* ASSIGNED TASK *
Find the string "Some" in the listing and report every line that has it.

* AVAILABLE RECORDS *

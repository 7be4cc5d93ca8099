//! Staff service errors.

use sqlx::{
    Error,
    error::{DatabaseError, ErrorKind},
};
use thiserror::Error;

use crate::domain::staff::token::StaffTokenError;

#[derive(Debug, Error)]
pub enum StaffServiceError {
    #[error("staff token not found")]
    NotFound,

    #[error("staff token is missing, malformed or revoked")]
    Unauthorized,

    #[error("staff token already exists")]
    AlreadyExists,

    #[error("invalid data")]
    InvalidData,

    #[error("storage error")]
    Sql(#[source] Error),
}

impl From<Error> for StaffServiceError {
    fn from(error: Error) -> Self {
        if matches!(error, Error::RowNotFound) {
            return Self::NotFound;
        }

        match error.as_database_error().map(DatabaseError::kind) {
            Some(ErrorKind::UniqueViolation) => Self::AlreadyExists,
            Some(ErrorKind::CheckViolation | ErrorKind::NotNullViolation) => Self::InvalidData,
            _ => Self::Sql(error),
        }
    }
}

impl From<StaffTokenError> for StaffServiceError {
    fn from(_: StaffTokenError) -> Self {
        Self::Unauthorized
    }
}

* WRITTEN ANSWER *
            Some(ErrorKind::UniqueViolation) => Self::AlreadyExists,
            Some(ErrorKind::CheckViolation | ErrorKind::NotNullViolation) => Self::InvalidData,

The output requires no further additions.